The US stock markets today are the mainstay in most of the global portfolios of Indian investors and are the home to several innovative companies, that are building new products and services across a range of sectors.
These include the more familiar innovative themes, such as artificial intelligence and cloud computing, as well as newer areas, such as alternative foods.
“Companies like UiPath and C3 AI are innovating in the areas of robotic automation and artificial intelligence, building a Software-as-a-Service (SaaS) offering for businesses. In cloud computing as well, several companies such as Crowdstrike, Zscaler and Datadog are offering specialized services to help businesses better manage cloud-based offerings,” said Viraj Nanda, chief executive officer, Globalise.
Moreover, there are also a number of upcoming IPOs that investors are looking forward to, across a range of sectors.
In terms of initial public offers (IPOs), Instacart (grocery delivery service), Rivian (electric vehicle manufacturer), Grab (Southeast Asia’s leading super app providing services like deliveries, mobility and financial services), Discord (VoIP, instant messaging platform) and NextDoor (hyperlocal social networking app for neighbors) are a few of the big-ticket IPOs that investors are eagerly anticipating in the second half of 2021.
As of today, Indians can invest in US IPOs, but they buy such stocks once they are listed.
Things to keep in mind
It is important that investors go through a diligence process before investing in newly-listed companies.
“These companies generally have no financial track record in their filings, sharing unaudited historical financial statements. Their management also generally has a thin track record in terms of leading a public company, and therefore investors need to rely on how they have operated as a private enterprise. Newly-listed companies also demonstrate higher volatility for their first few earnings seasons, as the market aligns on expectations and assesses them on delivering against stated targets,” said Nanda.

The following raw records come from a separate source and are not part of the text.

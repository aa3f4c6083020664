use std::sync::Arc;

use crate::adapters::{Coordinates, RestCountriesGeocoder, Upstream};
use crate::domain::SeismicEvent;
use crate::http_client::HttpClient;
use crate::strategy::{CapabilitySet, Retrieved, RetrievalStrategy, StrategyFuture};

pub const EMSC_SEARCH_URL: &str = "http://www.seismicportal.eu/testimonies-ws/api/search";

/// EMSC seismic portal radius search around a country's coordinates.
pub struct EmscAdapter {
    geocoder: Arc<RestCountriesGeocoder>,
    upstream: Upstream,
}

impl EmscAdapter {
    pub fn new(
        http_client: Arc<dyn HttpClient>,
        geocoder: Arc<RestCountriesGeocoder>,
        timeout_ms: u64,
    ) -> Self {
        Self {
            geocoder,
            upstream: Upstream::new("EMSC", http_client, timeout_ms),
        }
    }

    fn search_url(coordinates: Coordinates) -> String {
        format!(
            "{EMSC_SEARCH_URL}?lat={}&lon={}&minradius=0.1&maxradius=180&format=json&limit=10",
            coordinates.latitude, coordinates.longitude
        )
    }
}

impl RetrievalStrategy<SeismicEvent> for EmscAdapter {
    fn key(&self) -> &'static str {
        self.upstream.provider()
    }

    fn capabilities(&self) -> CapabilitySet {
        CapabilitySet::location_only()
    }

    fn fetch_many<'a>(&'a self, location: &'a str) -> StrategyFuture<'a, Retrieved<SeismicEvent>> {
        Box::pin(async move {
            let coordinates = self.geocoder.resolve(location).await?;
            let payload = self.upstream.get_json(Self::search_url(coordinates)).await?;
            Ok(Retrieved::Payload(payload))
        })
    }
}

Investors should also keep in mind that initial institutional investors look to exit their holdings within the first 12-18 months, with retail investors buying in, which leads to additional volatility. Therefore, a fundamental assessment of the company and its valuation is important to guide an investment decision.
The China factor
The Chinese government clamping down on private companies that have grown extremely large has become a major cause of concern for Indian investors who have been diversifying their portfolios outside of India.
Shares of Chinese vehicle-for-hire company, Didi Chuxing Technology Co., which was listed on the New York Stock Exchange (NYSE) in late June, slumped after China regulators blacklisted 25 apps associated with the platform.
In the past, the Chinese government’s crackdown resulted in the collapse of Ant Group’s initial public offer (IPO) in November 2020, as well as anti-trust investigations into Alibaba Group Holding Ltd and Meituan.
However, experts say that this might benefit established FAANG stocks.
“Companies like Coupang (CPNG), the largest online marketplace in South Korea, Sea Ltd, the leading internet platform in Southeast Asia, and MercadoLibre (MELI), an Argentine company offering e-commerce and online marketplace services across Latin America, are all listed in the US and could provide investors with exposure to a similar theme as the Chinese companies. In addition, some of the money being pulled out of the Chinese companies would also get reallocated to US tech players, especially the FAANG stocks,” said Nanda.
A safer route
There has been a strong demand for IPOs as investors are looking to invest in new companies that provide access to differentiated products, themes and geographies.
For investors who are looking for an alternative way to build exposure to newly-listed companies, the exchange-traded fund (ETF) route offers indirect exposure into a portfolio of newly-listed companies.
For example, Renaissance Capital offers an ETF that focuses exclusively on the US IPO market. This fund, Renaissance IPO ETF (Ticker: IPO), provides exposure to the most significant newly public US-listed companies in a portfolio.
“Moreover, ARK’s family of funds, managed by Cathy Wood, has a mandate to invest in a broad spectrum of innovative companies, including recent IPOs. The funds, including the flagship Innovation Fund (ARKK) and the Next-Gen Internet Fund (ARKW) bought into Robinhood soon after its listing, and also include other newly-listed companies such as Coinbase and Roblox,” added Nanda.